Additionally, despite evidence of the importance of accounting for pattern of consumption [74], MR studies are limited in their ability to do so [73], and only one cohort study [48] used drinking pattern as the exposure, rather than volume alone (or volume and frequency separately). Finally, several of the included studies evaluated alcohol’s relationship with condition-specific disability pension, rather than the condition itself. This is an imperfect proxy, with receipt of pension also reflecting the interference of the disease with one’s ability to work, as well as incentive to apply [57]. Given that all included studies evaluating musculoskeletal health used disability pension as a proxy, findings with respect to these outcomes should be interpreted with caution.

Future directions

This review has identified clear gaps in alcohol–long-term health research, demonstrating great potential for further application of enhanced causal inference methods. Analysis methods such as MSMs are particularly promising as they do not require the establishment of twin registries or large genetic datasets, but are able to mitigate confounding, differential censoring and misclassification. And as evidenced by studies included in this review, they are suitable for examining alcohol–long-term health relationships.

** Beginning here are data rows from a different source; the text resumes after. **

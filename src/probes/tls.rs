use super::{root_cause, Probe, ProbeContext};
use crate::core::errors::ProbeFailure;
use crate::core::result::{Details, Outcome, ProbeError};
use crate::core::target::TargetDescriptor;
use async_trait::async_trait;
use serde_json::json;

/// Does the TLS handshake complete against the trusted root bundle. The
/// classification distinguishes a verification failure from a plain
/// connection problem; the probe resolves and connects on its own, sharing
/// nothing with Public Access.
pub struct CertValidation;

#[async_trait]
impl Probe for CertValidation {
    fn identity(&self) -> &'static str {
        "Cert Validation"
    }

    async fn run(&self, target: &TargetDescriptor, ctx: &ProbeContext) -> Outcome {
        let mut details = Details::new();
        details.insert("url".into(), json!(target.resource_url.as_str()));

        match ctx
            .client()
            .get(target.resource_url.clone())
            .timeout(target.probe_timeout)
            .send()
            .await
        {
            Ok(resp) => {
                details.insert("cert_valid".into(), json!(true));
                details.insert("status_code".into(), json!(resp.status().as_u16()));
                Ok(details)
            }
            Err(e) => {
                details.insert("cert_valid".into(), json!(false));
                let failure = if e.is_timeout() {
                    ProbeFailure::Timeout(target.probe_timeout.as_secs())
                } else {
                    let root = root_cause(&e);
                    let lower = root.to_lowercase();
                    if lower.contains("certificate")
                        || lower.contains("handshake")
                        || lower.contains("tls")
                        || lower.contains("ssl")
                    {
                        ProbeFailure::Tls(root)
                    } else {
                        // Everything else, DNS included, is a transport-level
                        // inability to even start the handshake.
                        ProbeFailure::Transport(root)
                    }
                };
                Err(ProbeError::with_partial(failure, details))
            }
        }
    }
}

Analysis and design approaches that mitigate confounding should be combined with sensitivity analyses such as multiverse analyses (to quantify robustness to data processing/analysis decisions) [75], as well as bias analyses such as e-value generation (to quantify robustness to unmeasured confounding) [76]. Given the unique advantages and limitations of each analytical and design-based approach, triangulation of findings across observational evidence is crucial. Combining data across studies through data harmonization techniques should also be considered to mitigate power issues, which were evident in several included studies with rare exposure–outcome combinations. Finally, while acknowledging the limitations of the included studies, the identification of some evidence consistent with causal protective effects of light-to-moderate alcohol consumption for several health outcomes justifies further exploration of the biological mechanisms that could underpin these (potential) effects. This is particularly true of those outcomes for which findings were concordant with the broader observational literature (see Table 3).

Conclusions

This novel review found that, when enhanced causal inference approaches are applied, a variety of functional forms – including linear, J-shaped, and no relationship – are found between alcohol consumption and various long-term health outcomes. However, few studies have employed these methods, with covariate-adjusted, conventional cohort analyses remaining dominant, preventing a conclusive picture of the nature of these relationships from emerging. Given that associations found between moderate alcohol consumption and good health impact safe drinking guidelines and public health policy [77, 78], further research employing methods to mitigate confounding and other biases is urgently required to establish whether such findings are truly causal.